Writes cont'd How does t lock x for writing?  t reads x's handle. If it ends in a 1 then the rest is x's version number, and t stores that and a pointer to x in a write descriptor d, then uses a compare and swap or other atomic operation to replace x's handle with a pointer to d with a trailing 0. If the atomic operation succeeds, t has locked x. Otherwise some other transaction has concurrently updated x, and t must retry. If t successfully locks x, it makes a copy of x's object data in the write descriptor.

Writes cont'd What if x is already locked by another transaction s?  t (busy?) waits for a bounded number of cycles for x to become available. If this time expires and x is still locked, t gets s' transaction descriptor (available via the pointer in the locked handle) and checks whether s is of the same or lower priority, then requests that s abort itself.

Reads Managed using optimistic concurrency control:  t reads x's handle. If x is not locked, it logs the version number from the handle in a read descriptor for x, along with a pointer to x. If x is locked, t waits in the same fashion as for writing.  When t attempts to commit, it compares its logged copy of x's version number to the current value in x's handle, and the commit fails if they differ.

Commits When t is ready to commit, it first checks whether it is still valid:  If no other transaction has written to an object in t's read set (i.e. the version numbers in the write descriptors still match the handles), t is valid. If t is valid, it can commit. t must have locked all the objects in its write set, so we don't need to check those for to determine validity. For each write descriptor d for an object x, t simply copies the updated object data in d (private memory) to the corresponding object data in public memory, then overwrites the lock in the x's handle with an incremented version number for x, releasing the lock and publishing the new version of x in one fell swoop.

Commits cont'd What if t isn't valid?  t may have read inconsistent data and gone into a weird state, e.g. an infinite loop or a segfault from reading an out-of-date or corrupted array index.  Because we can't predict the behavior caused by inconsistent data, t may not retry properly, so the runtime has to periodically abort outstanding invalid transactions.

Performance Evaluation Benchmarks on Fraser's testbed to ensure that comparison to Fraser's STM and C DSTM is fair. SunFire 15K server  106 UltraSparc III 1.2GHz Benchmarks  Red-black tree and skip-list, both read and write random set elements, 75% reads, 25% writes.
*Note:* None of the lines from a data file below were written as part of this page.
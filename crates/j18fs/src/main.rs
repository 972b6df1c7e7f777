use std::path::PathBuf;
use std::sync::Arc;

use anyhow::Context;
use clap::Parser;
use j18fs::api;
use j18fs::config::LoggingConfig;
use j18fs::notify::create_renderer;
use j18fs::Config;
use j18fs::FilamentWidget;
use j18fs::MessageRouter;
use tokio::task::JoinHandle;
use tracing_subscriber::filter::LevelFilter;
use tracing_subscriber::filter::Targets;
use tracing_subscriber::prelude::*;

/// Filament sensor status popups for the Julia 2018 OctoPrint plugin
#[derive(Debug, Parser)]
#[command(version, about)]
struct Args {
    /// Path to the configuration file
    #[arg(short, long, default_value = "j18fs.toml")]
    config: PathBuf,

    /// Fetch and show sensor status once, then exit
    #[arg(long)]
    once: bool,
}

#[tokio::main]
async fn main() -> anyhow::Result<()> {
    let args = Args::parse();

    // Load configuration
    let config = Config::from_file(&args.config)
        .with_context(|| format!("Failed to load {}", args.config.display()))?;

    // Initialize tracing/logging
    init_logging(&config.logging);

    tracing::info!("j18fs starting");
    tracing::info!("Loaded config from: {}", args.config.display());

    let base_url = config.octoprint.url()?;
    let renderer = create_renderer(&config.popup).context("Failed to create popup renderer")?;
    let client = reqwest::Client::builder()
        .user_agent(concat!("j18fs/", env!("CARGO_PKG_VERSION")))
        .build()
        .context("Failed to build HTTP client")?;

    let widget = Arc::new(
        FilamentWidget::new(
            &config.widget,
            &base_url,
            Arc::new(config.plugins.clone()),
            renderer,
            client,
        )
        .context("Failed to create widget")?,
    );

    if args.once {
        widget.on_before_binding().await;
        return Ok(());
    }

    let router = MessageRouter::new();
    widget.register(&router);

    let mut tasks: Vec<JoinHandle<()>> = Vec::new();
    if config.octoprint.push_socket {
        tasks.extend(start_push_socket(&config, &router)?);
    } else {
        tracing::info!("Push socket disabled, only fetched status will be shown");
    }

    widget.on_before_binding().await;

    if let Some(period) = config.widget.poll_interval() {
        widget.start_polling(period);
    }

    // Start the local API if enabled
    let mut api_shutdown = None;
    if config.api.enabled {
        let (shutdown_tx, shutdown_rx) = tokio::sync::oneshot::channel();
        let listen = config.api.listen.clone();
        let port = config.api.port;
        let api_widget = widget.clone();
        tasks.push(tokio::spawn(async move {
            if let Err(e) = api::serve(listen, port, api_widget, shutdown_rx).await {
                tracing::error!("HTTP API server error: {}", e);
            }
        }));
        api_shutdown = Some(shutdown_tx);
    }

    tracing::info!("Press Ctrl+C to exit");

    // Wait for Ctrl+C
    match tokio::signal::ctrl_c().await {
        Ok(()) => {
            tracing::info!("Received shutdown signal");
        }
        Err(e) => {
            tracing::error!("Failed to listen for shutdown signal: {}", e);
        }
    }

    widget.teardown();
    if let Some(tx) = api_shutdown {
        let _ = tx.send(());
    }
    for task in tasks {
        task.abort();
    }

    tracing::info!("j18fs shutdown complete");

    Ok(())
}

fn init_logging(logging: &LoggingConfig) {
    let mut targets = Targets::new().with_default(LevelFilter::from(logging.level));
    for (target, level) in &logging.overrides {
        targets = targets.with_target(target.clone(), LevelFilter::from(*level));
    }

    tracing_subscriber::registry()
        .with(tracing_subscriber::fmt::layer())
        .with(targets)
        .init();
}

#[cfg(feature = "push_socket")]
fn start_push_socket(config: &Config, router: &MessageRouter) -> anyhow::Result<Vec<JoinHandle<()>>> {
    let url = j18fs::host::socket_url(&config.octoprint.url()?)?;
    let (tx, rx) = MessageRouter::channel();

    let router = router.clone();
    let router_task = tokio::spawn(async move { router.run(rx).await });

    let client = j18fs::host::WebSocketPushClient::new(url);
    let socket_task = tokio::spawn(j18fs::host::run_push_socket(
        client,
        tx,
        config.octoprint.reconnect_delay(),
    ));

    Ok(vec![router_task, socket_task])
}

#[cfg(not(feature = "push_socket"))]
fn start_push_socket(_config: &Config, _router: &MessageRouter) -> anyhow::Result<Vec<JoinHandle<()>>> {
    tracing::warn!("Built without the push_socket feature; pushed popups are unavailable");
    Ok(Vec::new())
}
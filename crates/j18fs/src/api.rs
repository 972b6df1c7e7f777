use std::net::SocketAddr;
use std::sync::Arc;

use axum::extract::State;
use axum::http::StatusCode;
use axum::response::IntoResponse;
use axum::routing::get;
use axum::routing::post;
use axum::Json;
use axum::Router;
use serde::Serialize;
use tokio::net::TcpListener;
use tower_http::trace::TraceLayer;

use crate::host::FilamentWidget;

/// Response for the /v1/ping endpoint
#[derive(Serialize)]
struct PingResponse {
    status: String,
}

/// Response for the /v1/info endpoint
#[derive(Serialize)]
struct InfoResponse {
    version: String,
    hostname: String,
    identity: String,
    /// Configured sensor pins, once the widget has bound
    sensors: Option<SensorPins>,
}

#[derive(Serialize)]
struct SensorPins {
    pin: i32,
    pin2: i32,
    /// Pin numbering, "board" or "bcm"
    mode: &'static str,
}

/// Response for the /v1/refresh endpoint
#[derive(Serialize)]
struct RefreshResponse {
    status: String,
}

/// Shared application state
#[derive(Clone)]
struct AppState {
    version: &'static str,
    widget: Arc<FilamentWidget>,
}

/// Handler for GET /v1/ping
#[tracing::instrument]
async fn ping() -> impl IntoResponse {
    tracing::debug!("Handling /v1/ping request");
    (
        StatusCode::OK,
        Json(PingResponse {
            status: "ok".to_string(),
        }),
    )
}

/// Handler for GET /v1/info
#[tracing::instrument(skip(state))]
async fn info(State(state): State<Arc<AppState>>) -> impl IntoResponse {
    tracing::debug!("Handling /v1/info request");

    let hostname = hostname::get()
        .ok()
        .and_then(|h| h.into_string().ok())
        .unwrap_or_else(|| "unknown".to_string());

    let sensors = state.widget.plugin_settings().map(|s| SensorPins {
        pin: s.pin,
        pin2: s.pin2,
        mode: s.mode.as_str(),
    });

    (
        StatusCode::OK,
        Json(InfoResponse {
            version: state.version.to_string(),
            hostname,
            identity: state.widget.identity().to_string(),
            sensors,
        }),
    )
}

/// Handler for POST /v1/refresh
///
/// Starts a status fetch and returns without waiting for it; the result shows
/// up as a popup.
#[tracing::instrument(skip(state))]
async fn refresh(State(state): State<Arc<AppState>>) -> impl IntoResponse {
    tracing::debug!("Handling /v1/refresh request");
    state.widget.spawn_refresh();
    (
        StatusCode::ACCEPTED,
        Json(RefreshResponse {
            status: "accepted".to_string(),
        }),
    )
}

/// Create the API router with all endpoints
fn create_router(state: Arc<AppState>) -> Router {
    Router::new()
        .route("/v1/ping", get(ping))
        .route("/v1/info", get(info))
        .route("/v1/refresh", post(refresh))
        .layer(TraceLayer::new_for_http())
        .with_state(state)
}

/// Start the HTTP API server
///
/// This function will bind to the specified address and serve the API endpoints.
/// It will run until the provided shutdown signal is triggered.
///
/// # Arguments
/// * `listen` - The IP address to listen on (e.g., "127.0.0.1")
/// * `port` - The port to listen on (e.g., 8566)
/// * `widget` - The widget whose status `/v1/refresh` fetches
/// * `shutdown_rx` - A oneshot receiver that will trigger graceful shutdown
///
/// # Returns
/// Returns Ok(()) if the server shuts down gracefully, or an error if startup fails
pub async fn serve(
    listen: String,
    port: u16,
    widget: Arc<FilamentWidget>,
    shutdown_rx: tokio::sync::oneshot::Receiver<()>,
) -> Result<(), Box<dyn std::error::Error + Send + Sync>> {
    let version = env!("CARGO_PKG_VERSION");

    let state = Arc::new(AppState { version, widget });
    let app = create_router(state);

    let addr: SocketAddr = format!("{}:{}", listen, port).parse()?;
    tracing::info!("Starting HTTP API server on {}", addr);

    let listener = TcpListener::bind(addr).await?;

    axum::serve(listener, app)
        .with_graceful_shutdown(async {
            shutdown_rx.await.ok();
            tracing::info!("HTTP API server shutting down gracefully");
        })
        .await?;

    Ok(())
}
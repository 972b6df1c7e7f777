use std::sync::Arc;
use std::sync::Mutex;
use std::sync::OnceLock;
use std::time::Duration;

use tokio::task::JoinHandle;
use tokio::time::MissedTickBehavior;
use tracing::info;
use tracing::warn;
use url::Url;

use super::router::MessageRouter;
use super::router::Subscription;
use super::settings::HostSettings;
use super::settings::PluginSettings;
use crate::config::WidgetConfig;
use crate::notify::NotificationDispatcher;
use crate::notify::PopupRenderer;
use crate::status::FetchError;
use crate::status::StatusFetcher;

/// Host services the widget asks to be handed at construction.
pub const DEPENDENCIES: &[&str] = &["settingsViewModel"];

/// Settings-page anchors the widget binds to.
pub const ANCHORS: &[&str] = &["#settings_j18fs"];

/// What the widget declares to the host when it registers.
#[derive(Debug, Clone, PartialEq, Eq)]
pub struct Registration {
    pub identity: String,
    pub dependencies: Vec<String>,
    pub anchors: Vec<String>,
}

/// Filament sensor status widget.
///
/// Constructed once with everything the host provides, then driven through
/// `register`, `on_before_binding` and `teardown`.
pub struct FilamentWidget {
    registration: Registration,
    host_settings: Arc<HostSettings>,
    dispatcher: Arc<NotificationDispatcher>,
    fetcher: Arc<StatusFetcher>,
    /// Captured at bind time, read-only afterwards
    plugin_settings: OnceLock<Arc<PluginSettings>>,
    subscription: Mutex<Option<Subscription>>,
    poller: Mutex<Option<JoinHandle<()>>>,
}

impl FilamentWidget {
    pub fn new(
        config: &WidgetConfig,
        base_url: &Url,
        host_settings: Arc<HostSettings>,
        renderer: Arc<dyn PopupRenderer>,
        client: reqwest::Client,
    ) -> Result<Self, FetchError> {
        let dispatcher = Arc::new(NotificationDispatcher::new(
            config.identity.clone(),
            config.display_name.clone(),
            renderer,
        ));
        let fetcher = Arc::new(StatusFetcher::new(client, base_url, dispatcher.clone())?);

        Ok(Self {
            registration: Registration {
                identity: config.identity.clone(),
                dependencies: DEPENDENCIES.iter().map(|s| s.to_string()).collect(),
                anchors: ANCHORS.iter().map(|s| s.to_string()).collect(),
            },
            host_settings,
            dispatcher,
            fetcher,
            plugin_settings: OnceLock::new(),
            subscription: Mutex::new(None),
            poller: Mutex::new(None),
        })
    }

    pub fn identity(&self) -> &str {
        &self.registration.identity
    }

    pub fn registration(&self) -> &Registration {
        &self.registration
    }

    pub fn dispatcher(&self) -> &Arc<NotificationDispatcher> {
        &self.dispatcher
    }

    /// Plugin settings captured by `on_before_binding`
    pub fn plugin_settings(&self) -> Option<Arc<PluginSettings>> {
        self.plugin_settings.get().cloned()
    }

    /// Subscribe the dispatcher to pushed plugin messages.
    pub fn register(&self, router: &MessageRouter) {
        let subscription = router.subscribe(self.dispatcher.clone());
        if let Ok(mut slot) = self.subscription.lock() {
            // Replacing an older subscription drops it, which unsubscribes
            *slot = Some(subscription);
        }
        info!(
            "[{}] Registered (dependencies: {:?}, anchors: {:?})",
            self.identity(),
            self.registration.dependencies,
            self.registration.anchors
        );
    }

    /// Capture the plugin's host settings, then fetch status once.
    pub async fn on_before_binding(&self) {
        info!(
            "[{}] Binding, status endpoint {}",
            self.identity(),
            self.fetcher.status_url()
        );

        let settings = match self.host_settings.plugin_settings(self.identity()) {
            Ok(settings) => settings,
            Err(e) => {
                warn!(
                    "[{}] Invalid plugin settings, using defaults: {}",
                    self.identity(),
                    e
                );
                PluginSettings::default()
            }
        };

        if !settings.has_pin() {
            info!("[{}] Sensor 1 pin not configured", self.identity());
        }
        if !settings.has_pin2() {
            info!("[{}] Sensor 2 pin not configured", self.identity());
        }

        info!(
            "[{}] Pin numbering: {}",
            self.identity(),
            settings.mode.as_str()
        );

        if self.plugin_settings.set(Arc::new(settings)).is_err() {
            warn!("[{}] Already bound, keeping first settings", self.identity());
        }

        self.fetcher.fetch_status().await;
    }

    /// Fetch status now
    pub async fn refresh(&self) {
        self.fetcher.fetch_status().await;
    }

    /// Fetch status in the background; overlapping refreshes are not coalesced.
    pub fn spawn_refresh(&self) -> JoinHandle<()> {
        let fetcher = self.fetcher.clone();
        tokio::spawn(async move { fetcher.fetch_status().await })
    }

    /// Fetch status every `period`, starting one period from now.
    pub fn start_polling(&self, period: Duration) {
        let fetcher = self.fetcher.clone();
        let handle = tokio::spawn(async move {
            let mut ticker = tokio::time::interval_at(tokio::time::Instant::now() + period, period);
            ticker.set_missed_tick_behavior(MissedTickBehavior::Delay);
            loop {
                ticker.tick().await;
                fetcher.fetch_status().await;
            }
        });

        if let Ok(mut slot) = self.poller.lock() {
            if let Some(previous) = slot.replace(handle) {
                previous.abort();
            }
        }
        info!("[{}] Polling status every {:?}", self.identity(), period);
    }

    /// Unsubscribe from the router and stop polling.
    pub fn teardown(&self) {
        if let Ok(mut slot) = self.subscription.lock() {
            if let Some(subscription) = slot.take() {
                subscription.unsubscribe();
            }
        }
        if let Ok(mut slot) = self.poller.lock() {
            if let Some(handle) = slot.take() {
                handle.abort();
            }
        }
        info!("[{}] Torn down", self.identity());
    }
}

impl Drop for FilamentWidget {
    fn drop(&mut self) {
        if let Ok(mut slot) = self.poller.lock() {
            if let Some(handle) = slot.take() {
                handle.abort();
            }
        }
    }
}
Lower on y axis (CPU time per operation in microseconds) is better. Key space varied to compare performance under contention ltx takes 50-60% time of Fraser, 35% time of C DSTM Probably wins because of cache locality optimization (fewer total memory accesses): ltx incurs 48% L2 misses, 58% L1 misses, and 22% TLB misses compared to Fraser

Lower on y axis (CPU time per operation in microseconds) is better. Key space varied from 16 to 219 to compare performance under contention, number of processors used fixed at 90. Under high contention (left region of each graph) ltx takes ~20% time of Fraser, C DSTM barely runs. Fraser's transactions help blockers, performs poorly for the same reason wait-free algorithms do.

Lower on y axis (CPU time per operation in microseconds) is better. Run on 4-way SPARC machine and number of tasks varied to measure effect of OS context-switching. Unsurprisingly, as rate of context-switching increases performance degrades. ltx more affected by context-switching than Fraser since switched-out transactions can block others in ltx, but ltx is still faster. Under normal ltx deployment, number of tasks always upper-bounded by available cores, so context-switching rarely occurs.

Conclusions Obstruction-freedom is not necessary for STM. 2 non-obstruction-free STM optimizations that maximize cache locality and minimize context-switching are demonstrated in an implementation that outperforms existing best-in-class obstruction-free STM implementations. Therefore, Ennals et al belive that STM designers should abandon obstruction-freedom. But wait, ltx writers use locks. Weren't we trying to get away from locks?